Pourquoi avoir choisi Elisabeth et Marie-Stuart ?
Elisabeth et Marie Stuart sont deux femmes aux caractères totalement opposés. C’est ce qui m’a influencé dans le choix de ces personnages. Elles sont fascinantes. Deux reines engagées dans une lutte à mort. J’avais découvert une biographie que j’ai adoré lire. Marie Stuart est une manipulatrice, Elisabeth nie les hommes en faveur de son pouvoir absolu et elle a créé l’identité anglaise.
Politiquement elles sont très dissemblables ?
L’Angleterre avait accepté Elisabeth mais ne l’aimera pas même si elle lui doit beaucoup. Elle est là un peu par hasard avec un problème de lignée. Il y a la vision négative d’Elisabeth la méchante qui fait couper la tête à la jolie Marie Stuart pour asseoir sa légitimité et surtout éliminer une rivale potentielle. Marie Stuart a sa part de romantisme, avec ses amants. Elle a été aussi victime des passions religieuses en Angleterre.
Vous vouliez faire une BD historique ?
Ce que je ne voulais pas faire c’est du faux historique. Mes dialogues sont volontairement très contemporains. Le vocabulaire aussi. J’ai beaucoup travaillé le cadrage, les expressions des personnages. Il fallait que l’émotion passe. Je n’aime pas les textes trop envahissants.
Toujours un tour de case en noir comme dans Immergés ?
Oui mais en vraiment plus léger. Il ne faut pas étouffer le dessin. Le cadre peut être pesant.
Vos couleurs sont directes ?
Oui, le pinceau donne plus de poids à l’image. Je complète parfois sur ordinateur.
Vous avez écrit deux albums en parallèle, page pour page.

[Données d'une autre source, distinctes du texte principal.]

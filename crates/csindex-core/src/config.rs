use std::path::{Path, PathBuf};

use serde::{Deserialize, Serialize};

use crate::error::{IndexError, Result};

/// Root run configuration, loaded from `~/.config/csindex/config.toml`.
#[derive(Debug, Clone, Default, Serialize, Deserialize)]
#[serde(default)]
pub struct RunConfig {
    pub run: RunSection,
    pub paths: PathsConfig,
    pub policy: PolicyConfig,
    pub arxiv: ArxivConfig,
    pub dblp: DblpConfig,
}

#[derive(Debug, Clone, Serialize, Deserialize)]
#[serde(default)]
pub struct RunSection {
    /// Research area prefix, e.g. `cs` or `se`. Selects the area's tables.
    pub area: String,
    pub first_year: i32,
    pub last_year: i32,
    pub on_malformed: MalformedPolicy,
    /// How many departments the professor-count table keeps.
    pub professor_table_limit: usize,
}

/// What the driver does with a record the source should never have produced.
#[derive(Debug, Clone, Copy, Default, PartialEq, Eq, Serialize, Deserialize)]
#[serde(rename_all = "snake_case")]
pub enum MalformedPolicy {
    #[default]
    Abort,
    Skip,
}

#[derive(Debug, Clone, Serialize, Deserialize)]
#[serde(default)]
pub struct PathsConfig {
    pub data_dir: PathBuf,
    pub cache_dir: PathBuf,
    pub output_dir: PathBuf,
}

#[derive(Debug, Clone, Serialize, Deserialize)]
#[serde(default)]
pub struct PolicyConfig {
    /// Journals publishing under numbered sub-venues (`number` field).
    pub umbrella_journals: Vec<String>,
    /// Venues whose DBLP records never carry page numbers.
    pub unpaged_venues: Vec<String>,
    /// Page count assumed for white-listed papers and unpaged venues.
    pub nominal_pages: i32,
}

#[derive(Debug, Clone, Serialize, Deserialize)]
#[serde(default)]
pub struct ArxivConfig {
    pub enabled: bool,
    pub base_url: String,
    pub min_interval_ms: u64,
    pub timeout_secs: u64,
    pub similarity_threshold: f64,
}

#[derive(Debug, Clone, Serialize, Deserialize)]
#[serde(default)]
pub struct DblpConfig {
    pub base_url: String,
    pub min_interval_ms: u64,
    pub timeout_secs: u64,
}

// ─── Defaults ──────────────────────────────────────────────

impl Default for RunSection {
    fn default() -> Self {
        Self {
            area: "cs".to_string(),
            first_year: 2020,
            last_year: 2025,
            on_malformed: MalformedPolicy::Abort,
            professor_table_limit: 16,
        }
    }
}

impl Default for PathsConfig {
    fn default() -> Self {
        Self {
            data_dir: PathBuf::from("data/configs"),
            cache_dir: PathBuf::from("cache"),
            output_dir: PathBuf::from("data"),
        }
    }
}

impl Default for PolicyConfig {
    fn default() -> Self {
        Self {
            umbrella_journals: [
                "PACMPL",
                "PACMHCI",
                "Proc. ACM Program. Lang.",
                "Proc. ACM Softw. Eng.",
                "Proc. ACM Hum. Comput. Interact.",
            ]
            .map(String::from)
            .to_vec(),
            unpaged_venues: ["Briefings Bioinform.", "J. Intell. Robotic Syst.", "NeurIPS"]
                .map(String::from)
                .to_vec(),
            nominal_pages: 10,
        }
    }
}

impl Default for ArxivConfig {
    fn default() -> Self {
        Self {
            enabled: true,
            base_url: "http://export.arxiv.org/api/query".to_string(),
            min_interval_ms: 3000,
            timeout_secs: 30,
            similarity_threshold: 0.9,
        }
    }
}

impl Default for DblpConfig {
    fn default() -> Self {
        Self {
            base_url: "https://dblp.org/pid".to_string(),
            min_interval_ms: 1000,
            timeout_secs: 60,
        }
    }
}

// ─── Load / Save ───────────────────────────────────────────

impl RunConfig {
    /// Standard config file path: `~/.config/csindex/config.toml`
    pub fn config_path() -> PathBuf {
        if let Ok(path) = std::env::var("CSINDEX_CONFIG") {
            return PathBuf::from(path);
        }

        dirs::config_dir()
            .unwrap_or_else(|| PathBuf::from("~/.config"))
            .join("csindex")
            .join("config.toml")
    }

    /// Load config from disk, falling back to defaults if file doesn't exist.
    pub fn load() -> Result<Self> {
        Self::load_from(&Self::config_path())
    }

    pub fn load_from(path: &Path) -> Result<Self> {
        if !path.exists() {
            return Ok(Self::default());
        }

        let contents = std::fs::read_to_string(path)?;
        let config: Self = toml::from_str(&contents)?;
        config.validate()?;
        Ok(config)
    }

    pub fn save_to(&self, path: &Path) -> Result<()> {
        if let Some(parent) = path.parent() {
            std::fs::create_dir_all(parent)?;
        }
        let toml_str = toml::to_string_pretty(self)?;
        std::fs::write(path, toml_str)?;
        Ok(())
    }

    pub fn validate(&self) -> Result<()> {
        if self.run.area.trim().is_empty() {
            return Err(IndexError::ConfigError("run.area must not be empty".to_string()));
        }
        if self.run.first_year > self.run.last_year {
            return Err(IndexError::ConfigError(format!(
                "empty year window {}..={}",
                self.run.first_year, self.run.last_year
            )));
        }
        if !(0.0..=1.0).contains(&self.arxiv.similarity_threshold) {
            return Err(IndexError::ConfigError(
                "arxiv.similarity_threshold must lie in [0, 1]".to_string(),
            ));
        }
        Ok(())
    }

    // ─── Derived paths ─────────────────────────────────────

    fn area_file(&self, suffix: &str) -> PathBuf {
        self.paths
            .data_dir
            .join(format!("{}-{suffix}", self.run.area))
    }

    /// `<area>-confs.csv`: `dblp_key,name,weight`.
    pub fn venues_path(&self) -> PathBuf {
        self.area_file("confs.csv")
    }

    pub fn black_list_path(&self) -> PathBuf {
        self.area_file("black-list.txt")
    }

    pub fn white_list_path(&self) -> PathBuf {
        self.area_file("white-list.txt")
    }

    pub fn research_areas_path(&self) -> PathBuf {
        self.paths.data_dir.join("research-areas-config.csv")
    }

    pub fn manual_journals_path(&self) -> PathBuf {
        self.paths.data_dir.join("manual-journals.txt")
    }

    pub fn manual_classification_path(&self) -> PathBuf {
        self.paths.data_dir.join("manual-classification.csv")
    }

    pub fn unresolved_log_path(&self) -> PathBuf {
        self.paths.data_dir.join("manual-classification-failed.csv")
    }

    pub fn researchers_path(&self) -> PathBuf {
        self.paths.data_dir.join("all-researchers.csv")
    }

    pub fn dblp_cache_dir(&self) -> PathBuf {
        self.paths.cache_dir.join("dblp")
    }

    pub fn arxiv_cache_path(&self) -> PathBuf {
        self.paths
            .cache_dir
            .join("arxiv")
            .join(format!("{}-arxiv-cache.csv", self.run.area))
    }
}

#[cfg(test)]
mod tests {
    use super::*;
    use tempfile::TempDir;

    #[test]
    fn test_default_config_is_valid() {
        let cfg = RunConfig::default();
        assert!(cfg.validate().is_ok());
        assert_eq!(cfg.run.first_year, 2020);
        assert_eq!(cfg.run.last_year, 2025);
        assert_eq!(cfg.policy.umbrella_journals.len(), 5);
        assert_eq!(cfg.arxiv.similarity_threshold, 0.9);
    }

    #[test]
    fn test_config_toml_roundtrip() {
        let dir = TempDir::new().unwrap();
        let path = dir.path().join("config.toml");

        let mut cfg = RunConfig::default();
        cfg.run.area = "se".to_string();
        cfg.run.on_malformed = MalformedPolicy::Skip;
        cfg.save_to(&path).unwrap();

        let loaded = RunConfig::load_from(&path).unwrap();
        assert_eq!(loaded.run.area, "se");
        assert_eq!(loaded.run.on_malformed, MalformedPolicy::Skip);
        assert_eq!(loaded.dblp.base_url, cfg.dblp.base_url);
    }

    #[test]
    fn test_partial_file_keeps_defaults() {
        let dir = TempDir::new().unwrap();
        let path = dir.path().join("config.toml");
        std::fs::write(&path, "[run]\narea = \"ai\"\nlast_year = 2024\n").unwrap();

        let loaded = RunConfig::load_from(&path).unwrap();
        assert_eq!(loaded.run.area, "ai");
        assert_eq!(loaded.run.first_year, 2020);
        assert_eq!(loaded.run.last_year, 2024);
        assert_eq!(loaded.policy.nominal_pages, 10);
    }

    #[test]
    fn test_inverted_window_rejected() {
        let dir = TempDir::new().unwrap();
        let path = dir.path().join("config.toml");
        std::fs::write(&path, "[run]\nfirst_year = 2025\nlast_year = 2020\n").unwrap();
        assert!(RunConfig::load_from(&path).is_err());
    }

    #[test]
    fn test_load_nonexistent_returns_default() {
        let cfg = RunConfig::load_from(Path::new("/tmp/nonexistent_csindex_config.toml")).unwrap();
        assert_eq!(cfg.run.area, "cs");
    }

    #[test]
    fn test_derived_paths() {
        let cfg = RunConfig::default();
        assert!(cfg.venues_path().ends_with("cs-confs.csv"));
        assert!(cfg.arxiv_cache_path().ends_with("arxiv/cs-arxiv-cache.csv"));
        assert!(cfg.dblp_cache_dir().ends_with("dblp"));
    }
}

J’ai défendu ce projet chez mon éditeur qui m’a fait confiance. La construction des albums est effectivement en parallèle. J’ai fait deux synopsis détaillés qui se renvoient l’un à l’autre. L’écriture est très cadrée. J’ai fait un story-board et à la fin du premier j’ai rajouté deux pages. Il y avait comme une sorte d’explosion au centre de l’album. Ensuite je devais aligner les deux albums. Je travaille en, A4 et aussi en petit format. Il fallait que je condense les histoires en fonction des pendants qui se font face dans les albums. C’est un choix créatif de miroir à part égales.

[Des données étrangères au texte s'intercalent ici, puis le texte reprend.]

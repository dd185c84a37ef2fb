//! Decides whether a bibliographic entry counts toward the index.
//!
//! Gates run in a fixed order and the first failing gate rejects the entry:
//! venue presence, year window, venue registry, black list, manual area
//! classification, page count.

use std::collections::HashSet;

use once_cell::sync::Lazy;
use regex::Regex;
use serde::Serialize;

use crate::config::RunConfig;
use crate::error::{IndexError, Result};
use crate::models::{BibliographicEntry, Tier, VenueField, VenueType, Weight};
use crate::tables::PolicyTables;
use crate::triage::{TriageLog, UnresolvedCase};

static PAGE_DELIMITER: Lazy<Regex> = Lazy::new(|| Regex::new(r"[-:]").unwrap());

/// Read-only inputs of the policy for one research area.
#[derive(Debug, Clone)]
pub struct PolicyContext {
    pub area: String,
    pub first_year: i32,
    pub last_year: i32,
    pub tables: PolicyTables,
    pub umbrella_journals: HashSet<String>,
    pub unpaged_venues: HashSet<String>,
    pub nominal_pages: i32,
}

impl PolicyContext {
    pub fn new(config: &RunConfig, tables: PolicyTables) -> Self {
        Self {
            area: config.run.area.clone(),
            first_year: config.run.first_year,
            last_year: config.run.last_year,
            tables,
            umbrella_journals: config.policy.umbrella_journals.iter().cloned().collect(),
            unpaged_venues: config.policy.unpaged_venues.iter().cloned().collect(),
            nominal_pages: config.policy.nominal_pages,
        }
    }
}

/// Outcome for an indexable entry.
#[derive(Debug, Clone, PartialEq, Serialize)]
pub struct Classification {
    pub identifier: String,
    pub year: i32,
    /// Registry key the venue was resolved to.
    pub venue_key: String,
    /// Canonical venue name from the registry.
    pub venue: String,
    pub weight: Weight,
    pub tier: Tier,
    pub venue_type: VenueType,
    pub pages: i32,
    pub min_pages: i32,
}

#[derive(Debug, Clone, PartialEq, Eq, Serialize)]
#[serde(tag = "reason", rename_all = "snake_case")]
pub enum Rejection {
    NoVenue,
    OutOfWindow { year: Option<i32> },
    UnknownVenue { venue: String },
    BlackListed,
    OtherArea { area: String },
    AwaitingClassification,
    TooShort { pages: i32, min_pages: i32 },
}

impl std::fmt::Display for Rejection {
    fn fmt(&self, f: &mut std::fmt::Formatter<'_>) -> std::fmt::Result {
        let text = match self {
            Rejection::NoVenue => "no venue".to_string(),
            Rejection::OutOfWindow { year: Some(y) } => format!("year {y} outside window"),
            Rejection::OutOfWindow { year: None } => "no usable year".to_string(),
            Rejection::UnknownVenue { venue } => format!("venue {venue:?} not indexed"),
            Rejection::BlackListed => "black-listed".to_string(),
            Rejection::OtherArea { area } => format!("classified to area {area}"),
            Rejection::AwaitingClassification => "awaiting manual classification".to_string(),
            Rejection::TooShort { pages, min_pages } => {
                format!("{pages} pages, {min_pages} required")
            }
        };
        f.pad(&text)
    }
}

#[derive(Debug, Clone, PartialEq, Serialize)]
#[serde(rename_all = "snake_case")]
pub enum Decision {
    Accepted(Classification),
    Rejected(Rejection),
}

impl Decision {
    pub fn is_accepted(&self) -> bool {
        matches!(self, Decision::Accepted(_))
    }
}

pub struct ClassificationPolicy<'a> {
    ctx: &'a PolicyContext,
}

impl<'a> ClassificationPolicy<'a> {
    pub fn new(ctx: &'a PolicyContext) -> Self {
        Self { ctx }
    }

    /// Runs every gate over `entry`.
    ///
    /// Unclassified entries in multi-area venues are recorded in `triage`.
    /// Errors only for records the source should never have produced.
    pub fn evaluate(&self, entry: &BibliographicEntry, triage: &mut TriageLog) -> Result<Decision> {
        let Some(venue_key) = self.venue_key(entry) else {
            if entry.expects_venue() {
                return Err(IndexError::MalformedSource(format!(
                    "{} record without journal or booktitle: {:?}",
                    entry.kind, entry.title
                )));
            }
            return Ok(Decision::Rejected(Rejection::NoVenue));
        };

        let year = match entry.year {
            Some(y) if (self.ctx.first_year..=self.ctx.last_year).contains(&y) => y,
            other => return Ok(Decision::Rejected(Rejection::OutOfWindow { year: other })),
        };

        let Some(info) = self.ctx.tables.registry.get(&venue_key) else {
            return Ok(Decision::Rejected(Rejection::UnknownVenue { venue: venue_key }));
        };

        let Some(identifier) = entry.url.clone() else {
            return Err(IndexError::MalformedSource(format!(
                "indexable record without url: {:?}",
                entry.title
            )));
        };

        if self.ctx.tables.black_list.contains(&identifier) {
            return Ok(Decision::Rejected(Rejection::BlackListed));
        }

        if self.ctx.tables.manual_journals.contains(&venue_key) {
            match self.ctx.tables.manual_classification.get(&identifier) {
                Some(area) if *area != self.ctx.area => {
                    return Ok(Decision::Rejected(Rejection::OtherArea { area: area.clone() }));
                }
                Some(_) => {}
                None => {
                    triage.record(UnresolvedCase {
                        year,
                        venue: venue_key,
                        title: entry.title.clone(),
                        identifier,
                    });
                    return Ok(Decision::Rejected(Rejection::AwaitingClassification));
                }
            }
        }

        let weight = info.weight;
        let pages = self.paper_size(&identifier, entry, &venue_key);
        let min_pages = weight.min_pages(self.ctx.tables.default_min_pages);
        if pages < min_pages {
            return Ok(Decision::Rejected(Rejection::TooShort { pages, min_pages }));
        }

        Ok(Decision::Accepted(Classification {
            identifier,
            year,
            venue: info.name.clone(),
            venue_key,
            weight,
            tier: weight.tier(),
            venue_type: weight.venue_type(),
            pages,
            min_pages,
        }))
    }

    pub fn is_indexable(&self, entry: &BibliographicEntry, triage: &mut TriageLog) -> Result<bool> {
        Ok(self.evaluate(entry, triage)?.is_accepted())
    }

    pub fn classify(
        &self,
        entry: &BibliographicEntry,
        triage: &mut TriageLog,
    ) -> Result<Option<Classification>> {
        Ok(match self.evaluate(entry, triage)? {
            Decision::Accepted(c) => Some(c),
            Decision::Rejected(_) => None,
        })
    }

    /// Registry key of the entry's venue.
    ///
    /// Umbrella journals are keyed by their numbered sub-venue when present.
    pub fn venue_key(&self, entry: &BibliographicEntry) -> Option<String> {
        match &entry.venue {
            VenueField::Journal {
                name,
                number: Some(number),
            } if self.ctx.umbrella_journals.contains(name) => Some(number.clone()),
            VenueField::Journal { name, .. } => Some(name.clone()),
            VenueField::Proceedings(booktitle) => Some(booktitle.clone()),
            VenueField::Missing => None,
        }
    }

    /// Effective page count used by the page gate.
    pub fn paper_size(&self, identifier: &str, entry: &BibliographicEntry, venue_key: &str) -> i32 {
        if self.ctx.tables.white_list.contains(identifier) {
            return self.ctx.nominal_pages;
        }
        if let Some(pages) = &entry.pages {
            return parse_paper_size(pages);
        }
        if self.ctx.unpaged_venues.contains(venue_key) {
            return self.ctx.nominal_pages;
        }
        0
    }
}

/// Inclusive page count of a DBLP `pages` field.
///
/// `start-end` counts both ends. Three- and four-token forms such as
/// `12:1-14` or `12:1-12:14` (article number, then pages) use the second
/// token as start and the last as end. Other shapes count as 0; tokens that
/// are not integers read as 0.
pub fn parse_paper_size(pages: &str) -> i32 {
    let tokens: Vec<&str> = PAGE_DELIMITER.split(pages).collect();
    let (start, end) = match tokens.as_slice() {
        [start, end] => (start, end),
        [_, start, end] => (start, end),
        [_, start, _, end] => (start, end),
        _ => return 0,
    };
    as_int(end)
        .checked_sub(as_int(start))
        .and_then(|n| n.checked_add(1))
        .unwrap_or(0)
}

fn as_int(token: &str) -> i32 {
    token.trim().parse().unwrap_or(0)
}
//! Command implementations for the refalign CLI

pub mod align;
pub mod config;
pub mod score;
pub mod validate;
//! refalign Core Library
//!
//! Alphabet validation, pluggable scoring, exhaustive best-offset search and
//! batch alignment sessions for short queries against a reference sequence.

pub mod alphabet;
pub mod error;
pub mod io;
pub mod score;
pub mod search;
pub mod session;
pub mod types;

// Re-export commonly used types and functions
pub use error::{AlignError, InputKind, Result, SequenceRole};
pub use score::{MatchMismatchScorer, OverlapScorer, Scorer, ScorerFactory, ScorerKind};
pub use search::find_best;
pub use session::{AlignRequest, AlignmentSession, QuerySource, ReferenceSource};
pub use types::{AlignmentResult, Offset, Placement, Score};

/// Version information for the refalign core library
pub const VERSION: &str = env!("CARGO_PKG_VERSION");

Votre dessin, votre scénario, tout est bien pesé, travaillé.
D’autant que nous n’avons pas de détails sur la vie privée d’Elisabeth. J’ai gardé les faits. Même si on peut faire des parenthèses dans une histoire. Je suis rentré avec passion dans l’histoire fascinante d’Elisabeth. Elle a un règne flamboyant qui met en place l’empire britannique. J’avoue que je suis un peu amoureux d’elle.
Après ces reines, vos projets ?
J’ai deux ou trois projets en marche. Une uchronie, Weiner en France, un huis-clos de personnages opposés dans la société allemande de 1918 à 1945 et une série, Un Jour sans Jésus avec les apôtres, une comédie. On verra.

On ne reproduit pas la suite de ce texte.